● **Study material**
--- START ---

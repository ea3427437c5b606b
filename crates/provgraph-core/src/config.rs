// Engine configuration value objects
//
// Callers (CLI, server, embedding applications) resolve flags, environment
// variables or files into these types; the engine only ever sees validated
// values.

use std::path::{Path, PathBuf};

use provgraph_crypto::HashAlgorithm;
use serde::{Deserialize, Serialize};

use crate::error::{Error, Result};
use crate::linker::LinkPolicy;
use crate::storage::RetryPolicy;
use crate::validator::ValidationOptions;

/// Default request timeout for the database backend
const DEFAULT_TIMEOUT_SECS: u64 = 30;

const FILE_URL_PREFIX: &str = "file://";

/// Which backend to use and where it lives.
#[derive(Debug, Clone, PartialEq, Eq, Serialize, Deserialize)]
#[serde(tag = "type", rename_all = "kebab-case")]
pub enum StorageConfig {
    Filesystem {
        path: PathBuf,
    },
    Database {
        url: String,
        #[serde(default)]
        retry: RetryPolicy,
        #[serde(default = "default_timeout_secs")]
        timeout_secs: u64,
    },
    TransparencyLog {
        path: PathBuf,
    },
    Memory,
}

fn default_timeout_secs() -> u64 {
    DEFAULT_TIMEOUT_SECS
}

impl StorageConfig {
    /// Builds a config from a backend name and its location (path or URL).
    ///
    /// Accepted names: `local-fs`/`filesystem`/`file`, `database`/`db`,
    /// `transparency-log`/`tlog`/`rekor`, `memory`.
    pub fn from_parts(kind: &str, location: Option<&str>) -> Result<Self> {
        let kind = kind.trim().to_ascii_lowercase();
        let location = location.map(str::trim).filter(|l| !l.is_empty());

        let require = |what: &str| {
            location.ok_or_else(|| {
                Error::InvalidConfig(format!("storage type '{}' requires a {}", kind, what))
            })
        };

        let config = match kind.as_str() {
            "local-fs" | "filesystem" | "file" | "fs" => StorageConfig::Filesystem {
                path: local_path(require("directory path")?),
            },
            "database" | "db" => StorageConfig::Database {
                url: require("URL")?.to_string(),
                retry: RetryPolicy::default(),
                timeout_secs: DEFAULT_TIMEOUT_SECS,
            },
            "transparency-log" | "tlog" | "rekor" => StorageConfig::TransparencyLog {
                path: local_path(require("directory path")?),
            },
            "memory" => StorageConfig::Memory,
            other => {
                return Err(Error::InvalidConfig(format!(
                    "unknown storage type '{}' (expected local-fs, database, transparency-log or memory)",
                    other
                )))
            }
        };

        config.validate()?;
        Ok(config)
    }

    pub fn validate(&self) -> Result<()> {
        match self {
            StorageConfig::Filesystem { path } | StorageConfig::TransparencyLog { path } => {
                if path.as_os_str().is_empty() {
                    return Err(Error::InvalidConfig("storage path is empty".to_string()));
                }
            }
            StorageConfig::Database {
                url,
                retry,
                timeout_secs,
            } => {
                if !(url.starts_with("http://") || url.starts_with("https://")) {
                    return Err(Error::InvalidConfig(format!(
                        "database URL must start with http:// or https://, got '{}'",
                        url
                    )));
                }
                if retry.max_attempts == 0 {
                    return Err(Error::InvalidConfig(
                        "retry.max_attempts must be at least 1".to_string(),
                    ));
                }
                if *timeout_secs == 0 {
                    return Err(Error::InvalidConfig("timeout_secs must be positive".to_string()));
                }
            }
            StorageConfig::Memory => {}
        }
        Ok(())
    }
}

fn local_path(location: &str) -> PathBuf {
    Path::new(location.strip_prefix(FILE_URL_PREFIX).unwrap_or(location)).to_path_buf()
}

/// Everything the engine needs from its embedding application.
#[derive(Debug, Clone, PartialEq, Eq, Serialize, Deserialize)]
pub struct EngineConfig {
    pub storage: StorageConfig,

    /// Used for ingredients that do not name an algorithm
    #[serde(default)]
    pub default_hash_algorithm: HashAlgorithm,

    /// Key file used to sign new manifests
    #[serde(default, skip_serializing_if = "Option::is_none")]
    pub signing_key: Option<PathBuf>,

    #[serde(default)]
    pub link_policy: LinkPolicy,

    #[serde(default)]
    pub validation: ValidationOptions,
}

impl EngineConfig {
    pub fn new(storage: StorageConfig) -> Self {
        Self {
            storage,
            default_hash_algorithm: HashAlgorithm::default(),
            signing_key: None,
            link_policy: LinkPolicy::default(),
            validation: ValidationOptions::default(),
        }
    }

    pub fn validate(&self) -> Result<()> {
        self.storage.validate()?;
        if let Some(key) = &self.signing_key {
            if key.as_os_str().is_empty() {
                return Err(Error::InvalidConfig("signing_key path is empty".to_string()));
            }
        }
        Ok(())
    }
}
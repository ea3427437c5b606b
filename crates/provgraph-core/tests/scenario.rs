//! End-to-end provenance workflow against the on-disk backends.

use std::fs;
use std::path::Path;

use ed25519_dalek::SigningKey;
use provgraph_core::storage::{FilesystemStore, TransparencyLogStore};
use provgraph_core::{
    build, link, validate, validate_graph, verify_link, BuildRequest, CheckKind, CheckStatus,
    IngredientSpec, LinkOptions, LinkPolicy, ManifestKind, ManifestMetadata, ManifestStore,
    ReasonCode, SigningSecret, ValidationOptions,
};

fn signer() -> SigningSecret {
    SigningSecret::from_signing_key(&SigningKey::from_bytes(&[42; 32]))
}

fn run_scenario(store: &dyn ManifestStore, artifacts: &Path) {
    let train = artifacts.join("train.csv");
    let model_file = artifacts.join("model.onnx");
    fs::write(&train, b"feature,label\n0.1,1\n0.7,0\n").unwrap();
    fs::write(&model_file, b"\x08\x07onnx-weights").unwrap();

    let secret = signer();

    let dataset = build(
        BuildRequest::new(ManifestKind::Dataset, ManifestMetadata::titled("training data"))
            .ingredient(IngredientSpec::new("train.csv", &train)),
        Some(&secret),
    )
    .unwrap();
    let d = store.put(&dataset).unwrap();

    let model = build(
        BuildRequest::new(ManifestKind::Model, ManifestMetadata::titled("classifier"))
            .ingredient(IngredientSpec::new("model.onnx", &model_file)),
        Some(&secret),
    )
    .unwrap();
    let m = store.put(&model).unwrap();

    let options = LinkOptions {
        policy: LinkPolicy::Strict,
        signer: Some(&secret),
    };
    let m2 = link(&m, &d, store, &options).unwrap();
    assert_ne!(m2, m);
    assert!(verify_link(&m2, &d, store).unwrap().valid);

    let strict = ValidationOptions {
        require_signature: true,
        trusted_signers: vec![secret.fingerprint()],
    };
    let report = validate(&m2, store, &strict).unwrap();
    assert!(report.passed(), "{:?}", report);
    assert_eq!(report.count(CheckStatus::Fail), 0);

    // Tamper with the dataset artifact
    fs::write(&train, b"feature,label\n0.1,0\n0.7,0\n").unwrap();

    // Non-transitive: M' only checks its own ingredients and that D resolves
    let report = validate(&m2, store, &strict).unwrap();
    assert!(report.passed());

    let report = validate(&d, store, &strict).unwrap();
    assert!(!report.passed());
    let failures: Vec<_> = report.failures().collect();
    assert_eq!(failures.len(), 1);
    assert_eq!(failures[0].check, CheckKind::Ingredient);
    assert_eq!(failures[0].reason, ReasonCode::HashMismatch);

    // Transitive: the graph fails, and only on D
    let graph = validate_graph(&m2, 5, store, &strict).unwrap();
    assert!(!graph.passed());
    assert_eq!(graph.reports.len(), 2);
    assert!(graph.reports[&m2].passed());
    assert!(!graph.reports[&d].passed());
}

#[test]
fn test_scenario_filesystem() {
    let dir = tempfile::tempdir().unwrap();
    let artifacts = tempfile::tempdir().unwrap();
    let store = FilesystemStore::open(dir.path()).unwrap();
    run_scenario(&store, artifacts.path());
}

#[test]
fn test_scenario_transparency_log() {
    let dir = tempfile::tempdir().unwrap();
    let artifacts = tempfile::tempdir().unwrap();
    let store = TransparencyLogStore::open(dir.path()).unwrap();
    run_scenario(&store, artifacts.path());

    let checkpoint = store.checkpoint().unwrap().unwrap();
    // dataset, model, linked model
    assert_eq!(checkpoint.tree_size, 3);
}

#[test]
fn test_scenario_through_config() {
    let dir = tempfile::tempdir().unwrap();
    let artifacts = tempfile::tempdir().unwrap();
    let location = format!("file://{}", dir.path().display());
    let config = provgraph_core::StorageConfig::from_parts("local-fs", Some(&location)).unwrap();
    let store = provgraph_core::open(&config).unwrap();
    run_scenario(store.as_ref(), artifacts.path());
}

--- END ---

● **Aim of the task**
Report every line of the preceding listing where the string "what" occurs.

● **Written answer**
        let require = |what: &str| {
                Error::InvalidConfig(format!("storage type '{}' requires a {}", kind, what))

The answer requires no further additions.